[Start of section]
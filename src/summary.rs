use std::fs::File;
use std::io::{BufWriter, Write};
use std::path::{Component, Path, PathBuf};

use tracing::debug;

use ps_base::config::constants::{STRUCTURE_TITLE, TITLE_RULE, TREE_ROOT_INDENT};
use ps_base::{IgnoreSet, SummaryConfig, SummaryError};
use ps_mod_concat::{CollectStats, collect_files};
use ps_mod_tree::render_tree;

/// Result of a successful run
#[derive(Debug)]
pub struct SummaryReport {
    pub output: PathBuf,
    pub stats: CollectStats,
}

/// Write the summary of `root` to `config.output`, replacing any previous file.
///
/// The output is opened before the tree is rendered, so an output path inside
/// `root` shows up in the tree. Nothing is cleaned up on failure.
pub fn write_summary(root: &Path, config: &SummaryConfig) -> Result<SummaryReport, SummaryError> {
    let ignore = config.ignore_set();
    debug!(ignore = ?ignore.sorted(), suffix = %config.suffix, "resolved settings");

    let file = File::create(&config.output).map_err(|e| SummaryError::io(&config.output, e))?;
    let mut out = BufWriter::new(file);

    let stats = write_document(root, config, &ignore, &mut out)?;
    out.flush()?;

    Ok(SummaryReport { output: config.output.clone(), stats })
}

fn write_document<W: Write>(
    root: &Path,
    config: &SummaryConfig,
    ignore: &IgnoreSet,
    out: &mut W,
) -> Result<CollectStats, SummaryError> {
    writeln!(out, "{}", STRUCTURE_TITLE)?;
    writeln!(out, "{}", TITLE_RULE)?;
    writeln!(out, "{}/", root_name(root)?)?;
    out.write_all(render_tree(root, TREE_ROOT_INDENT, ignore)?.as_bytes())?;
    out.write_all(b"\n\n")?;

    writeln!(out, "{}", config.content_title())?;
    writeln!(out, "{}", TITLE_RULE)?;
    collect_files(root, ignore, &config.suffix, out)
}

/// Last component of the absolute root path; empty for `/`.
///
/// `..` is folded lexically, so `proj/inner/..` is named `proj`.
fn root_name(root: &Path) -> Result<String, SummaryError> {
    let abs = std::path::absolute(root).map_err(|e| SummaryError::io(root, e))?;

    let mut normalized = PathBuf::new();
    for component in abs.components() {
        match component {
            Component::ParentDir => {
                normalized.pop();
            }
            Component::CurDir => {}
            other => normalized.push(other),
        }
    }

    Ok(normalized.file_name().map(|n| n.to_string_lossy().into_owned()).unwrap_or_default())
}

#[cfg(test)]
mod tests {
    use super::*;
    use std::fs;
    use tempfile::TempDir;

    fn write(root: &Path, rel: &str, content: &str) {
        let path = root.join(rel);
        if let Some(parent) = path.parent() {
            fs::create_dir_all(parent).unwrap();
        }
        fs::write(path, content).unwrap();
    }

    /// Project root at `<tmp>/proj`, output outside it.
    fn setup() -> (TempDir, PathBuf, SummaryConfig) {
        let tmp = TempDir::new().unwrap();
        let root = tmp.path().join("proj");
        fs::create_dir(&root).unwrap();
        let config = SummaryConfig { output: tmp.path().join("project_summary.txt"), ..SummaryConfig::default() };
        (tmp, root, config)
    }

    #[test]
    fn test_full_document_layout() {
        let (_tmp, root, config) = setup();
        write(&root, "src/App.tsx", "hello");

        let report = write_summary(&root, &config).unwrap();
        let output = fs::read_to_string(&report.output).unwrap();

        let sep = "=".repeat(80);
        let expected = format!(
            "Project Folder Structure\n\
             ========================\n\
             proj/\n \
             └── src\n     \
             └── App.tsx\n\
             \n\n\
             Concatenated TSX Files\n\
             ========================\n\
             \n{sep}\n// FILE: src/App.tsx\n{sep}\n\nhello"
        );
        assert_eq!(output, expected);
        assert_eq!(report.stats, CollectStats { files_written: 1, read_errors: 0 });
    }

    #[test]
    fn test_second_run_overwrites() {
        let (_tmp, root, config) = setup();
        write(&root, "App.tsx", "v1");
        fs::write(&config.output, "STALE CONTENT FROM AN OLDER RUN ".repeat(100)).unwrap();

        write_summary(&root, &config).unwrap();
        let first = fs::read_to_string(&config.output).unwrap();
        write_summary(&root, &config).unwrap();
        let second = fs::read_to_string(&config.output).unwrap();

        assert!(!first.contains("STALE"));
        assert_eq!(first, second);
        assert_eq!(second.matches("Project Folder Structure").count(), 1);
    }

    #[test]
    fn test_ignored_names_absent_from_both_sections() {
        let (_tmp, root, config) = setup();
        write(&root, "node_modules/pkg/Thing.tsx", "x");
        write(&root, "src/node_modules/Deep.tsx", "y");
        write(&root, "src/.next/Cache.tsx", "z");
        write(&root, "src/Keep.tsx", "keep");

        write_summary(&root, &config).unwrap();
        let output = fs::read_to_string(&config.output).unwrap();

        assert!(!output.contains("node_modules"));
        assert!(!output.contains(".next"));
        assert!(!output.contains("Thing.tsx"));
        assert!(output.contains("// FILE: src/Keep.tsx"));
        assert!(output.contains("     └── Keep.tsx\n"));
    }

    #[test]
    fn test_output_inside_root_appears_in_tree() {
        let (_tmp, root, mut config) = setup();
        config.output = root.join("project_summary.txt");
        write(&root, "App.tsx", "");

        write_summary(&root, &config).unwrap();
        let output = fs::read_to_string(&config.output).unwrap();
        assert!(output.contains(" ├── App.tsx\n └── project_summary.txt\n"));
    }

    #[test]
    fn test_missing_root_gives_empty_sections() {
        let (tmp, _root, config) = setup();
        let missing = tmp.path().join("missing");

        let report = write_summary(&missing, &config).unwrap();
        let output = fs::read_to_string(&report.output).unwrap();
        let expected = concat!(
            "Project Folder Structure\n========================\nmissing/\n",
            "\n\n",
            "Concatenated TSX Files\n========================\n",
        );
        assert_eq!(output, expected);
        assert_eq!(report.stats, CollectStats::default());
    }

    #[test]
    fn test_unopenable_output_is_error() {
        let (tmp, root, mut config) = setup();
        config.output = tmp.path().join("no-such-dir").join("out.txt");

        let err = write_summary(&root, &config).unwrap_err();
        assert!(matches!(err, SummaryError::Io { .. }));
        assert!(err.to_string().contains("out.txt"));
    }

    #[test]
    fn test_custom_suffix_changes_title_and_selection() {
        let (_tmp, root, mut config) = setup();
        config.set_suffix("rs");
        write(&root, "lib.rs", "pub fn f() {}");
        write(&root, "App.tsx", "");

        write_summary(&root, &config).unwrap();
        let output = fs::read_to_string(&config.output).unwrap();
        assert!(output.contains("Concatenated RS Files\n"));
        assert!(output.contains("// FILE: lib.rs\n"));
        assert!(!output.contains("// FILE: App.tsx"));
    }

    #[test]
    fn test_root_name() {
        assert_eq!(root_name(Path::new("/")).unwrap(), "");
        assert_eq!(root_name(Path::new("/tmp/my-app")).unwrap(), "my-app");
    }

    #[test]
    fn test_root_name_folds_parent_components() {
        let tmp = TempDir::new().unwrap();
        let inner = tmp.path().join("myproj").join("inner");
        fs::create_dir_all(&inner).unwrap();

        assert_eq!(root_name(&inner.join("..")).unwrap(), "myproj");
        assert_eq!(root_name(&inner.join(".").join("..").join("..")).unwrap(), tmp_name(&tmp));
        assert_eq!(root_name(Path::new("/a/b/../..")).unwrap(), "");
    }

    #[test]
    fn test_parent_root_named_in_document() {
        let (_tmp, root, config) = setup();
        write(&root, "inner/App.tsx", "x");

        write_summary(&root.join("inner").join(".."), &config).unwrap();
        let output = fs::read_to_string(&config.output).unwrap();
        assert!(output.starts_with("Project Folder Structure\n========================\nproj/\n"));
        assert!(output.contains("// FILE: inner/App.tsx"));
    }

    fn tmp_name(tmp: &TempDir) -> String {
        tmp.path().file_name().unwrap().to_string_lossy().into_owned()
    }
}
[End of section]
**What to produce**
Word for word, copy out the entries.

**Finished task**
filename src/summary.rs
use std::fs::File;
use std::io::{BufWriter, Write};
use std::path::{Component, Path, PathBuf};

use tracing::debug;

use ps_base::config::constants::{STRUCTURE_TITLE, TITLE_RULE, TREE_ROOT_INDENT};
use ps_base::{IgnoreSet, SummaryConfig, SummaryError};
use ps_mod_concat::{CollectStats, collect_files};
use ps_mod_tree::render_tree;

/// Result of a successful run
#[derive(Debug)]
pub struct SummaryReport {
    pub output: PathBuf,
    pub stats: CollectStats,
}

/// Write the summary of `root` to `config.output`, replacing any previous file.
///
/// The output is opened before the tree is rendered, so an output path inside
/// `root` shows up in the tree. Nothing is cleaned up on failure.
pub fn write_summary(root: &Path, config: &SummaryConfig) -> Result<SummaryReport, SummaryError> {
    let ignore = config.ignore_set();
    debug!(ignore = ?ignore.sorted(), suffix = %config.suffix, "resolved settings");

    let file = File::create(&config.output).map_err(|e| SummaryError::io(&config.output, e))?;
    let mut out = BufWriter::new(file);

    let stats = write_document(root, config, &ignore, &mut out)?;
    out.flush()?;

    Ok(SummaryReport { output: config.output.clone(), stats })
}

fn write_document<W: Write>(
    root: &Path,
    config: &SummaryConfig,
    ignore: &IgnoreSet,
    out: &mut W,
) -> Result<CollectStats, SummaryError> {
    writeln!(out, "{}", STRUCTURE_TITLE)?;
    writeln!(out, "{}", TITLE_RULE)?;
    writeln!(out, "{}/", root_name(root)?)?;
    out.write_all(render_tree(root, TREE_ROOT_INDENT, ignore)?.as_bytes())?;
    out.write_all(b"\n\n")?;

    writeln!(out, "{}", config.content_title())?;
    writeln!(out, "{}", TITLE_RULE)?;
    collect_files(root, ignore, &config.suffix, out)
}

/// Last component of the absolute root path; empty for `/`.
///
/// `..` is folded lexically, so `proj/inner/..` is named `proj`.
fn root_name(root: &Path) -> Result<String, SummaryError> {
    let abs = std::path::absolute(root).map_err(|e| SummaryError::io(root, e))?;

    let mut normalized = PathBuf::new();
    for component in abs.components() {
        match component {
            Component::ParentDir => {
                normalized.pop();
            }
            Component::CurDir => {}
            other => normalized.push(other),
        }
    }

    Ok(normalized.file_name().map(|n| n.to_string_lossy().into_owned()).unwrap_or_default())
}

#[cfg(test)]
mod tests {
    use super::*;
    use std::fs;
    use tempfile::TempDir;

    fn write(root: &Path, rel: &str, content: &str) {
        let path = root.join(rel);
        if let Some(parent) = path.parent() {
            fs::create_dir_all(parent).unwrap();
        }
        fs::write(path, content).unwrap();
    }

    /// Project root at `<tmp>/proj`, output outside it.
    fn setup() -> (TempDir, PathBuf, SummaryConfig) {
        let tmp = TempDir::new().unwrap();
        let root = tmp.path().join("proj");
        fs::create_dir(&root).unwrap();
        let config = SummaryConfig { output: tmp.path().join("project_summary.txt"), ..SummaryConfig::default() };
        (tmp, root, config)
    }

    #[test]
    fn test_full_document_layout() {
        let (_tmp, root, config) = setup();
        write(&root, "src/App.tsx", "hello");

        let report = write_summary(&root, &config).unwrap();
        let output = fs::read_to_string(&report.output).unwrap();

        let sep = "=".repeat(80);
        let expected = format!(
            "Project Folder Structure\n\
             ========================\n\
             proj/\n \
             └── src\n     \
             └── App.tsx\n\
             \n\n\
             Concatenated TSX Files\n\
             ========================\n\
             \n{sep}\n// FILE: src/App.tsx\n{sep}\n\nhello"
        );
        assert_eq!(output, expected);
        assert_eq!(report.stats, CollectStats { files_written: 1, read_errors: 0 });
    }

    #[test]
    fn test_second_run_overwrites() {
        let (_tmp, root, config) = setup();
        write(&root, "App.tsx", "v1");
        fs::write(&config.output, "STALE CONTENT FROM AN OLDER RUN ".repeat(100)).unwrap();

        write_summary(&root, &config).unwrap();
        let first = fs::read_to_string(&config.output).unwrap();
        write_summary(&root, &config).unwrap();
        let second = fs::read_to_string(&config.output).unwrap();

        assert!(!first.contains("STALE"));
        assert_eq!(first, second);
        assert_eq!(second.matches("Project Folder Structure").count(), 1);
    }

    #[test]
    fn test_ignored_names_absent_from_both_sections() {
        let (_tmp, root, config) = setup();
        write(&root, "node_modules/pkg/Thing.tsx", "x");
        write(&root, "src/node_modules/Deep.tsx", "y");
        write(&root, "src/.next/Cache.tsx", "z");
        write(&root, "src/Keep.tsx", "keep");

        write_summary(&root, &config).unwrap();
        let output = fs::read_to_string(&config.output).unwrap();

        assert!(!output.contains("node_modules"));
        assert!(!output.contains(".next"));
        assert!(!output.contains("Thing.tsx"));
        assert!(output.contains("// FILE: src/Keep.tsx"));
        assert!(output.contains("     └── Keep.tsx\n"));
    }

    #[test]
    fn test_output_inside_root_appears_in_tree() {
        let (_tmp, root, mut config) = setup();
        config.output = root.join("project_summary.txt");
        write(&root, "App.tsx", "");

        write_summary(&root, &config).unwrap();
        let output = fs::read_to_string(&config.output).unwrap();
        assert!(output.contains(" ├── App.tsx\n └── project_summary.txt\n"));
    }

    #[test]
    fn test_missing_root_gives_empty_sections() {
        let (tmp, _root, config) = setup();
        let missing = tmp.path().join("missing");

        let report = write_summary(&missing, &config).unwrap();
        let output = fs::read_to_string(&report.output).unwrap();
        let expected = concat!(
            "Project Folder Structure\n========================\nmissing/\n",
            "\n\n",
            "Concatenated TSX Files\n========================\n",
        );
        assert_eq!(output, expected);
        assert_eq!(report.stats, CollectStats::default());
    }

    #[test]
    fn test_unopenable_output_is_error() {
        let (tmp, root, mut config) = setup();
        config.output = tmp.path().join("no-such-dir").join("out.txt");

        let err = write_summary(&root, &config).unwrap_err();
        assert!(matches!(err, SummaryError::Io { .. }));
        assert!(err.to_string().contains("out.txt"));
    }

    #[test]
    fn test_custom_suffix_changes_title_and_selection() {
        let (_tmp, root, mut config) = setup();
        config.set_suffix("rs");
        write(&root, "lib.rs", "pub fn f() {}");
        write(&root, "App.tsx", "");

        write_summary(&root, &config).unwrap();
        let output = fs::read_to_string(&config.output).unwrap();
        assert!(output.contains("Concatenated RS Files\n"));
        assert!(output.contains("// FILE: lib.rs\n"));
        assert!(!output.contains("// FILE: App.tsx"));
    }

    #[test]
    fn test_root_name() {
        assert_eq!(root_name(Path::new("/")).unwrap(), "");
        assert_eq!(root_name(Path::new("/tmp/my-app")).unwrap(), "my-app");
    }

    #[test]
    fn test_root_name_folds_parent_components() {
        let tmp = TempDir::new().unwrap();
        let inner = tmp.path().join("myproj").join("inner");
        fs::create_dir_all(&inner).unwrap();

        assert_eq!(root_name(&inner.join("..")).unwrap(), "myproj");
        assert_eq!(root_name(&inner.join(".").join("..").join("..")).unwrap(), tmp_name(&tmp));
        assert_eq!(root_name(Path::new("/a/b/../..")).unwrap(), "");
    }

    #[test]
    fn test_parent_root_named_in_document() {
        let (_tmp, root, config) = setup();
        write(&root, "inner/App.tsx", "x");

        write_summary(&root.join("inner").join(".."), &config).unwrap();
        let output = fs::read_to_string(&config.output).unwrap();
        assert!(output.starts_with("Project Folder Structure\n========================\nproj/\n"));
        assert!(output.contains("// FILE: inner/App.tsx"));
    }

    fn tmp_name(tmp: &TempDir) -> String {
        tmp.path().file_name().unwrap().to_string_lossy().into_owned()
    }
}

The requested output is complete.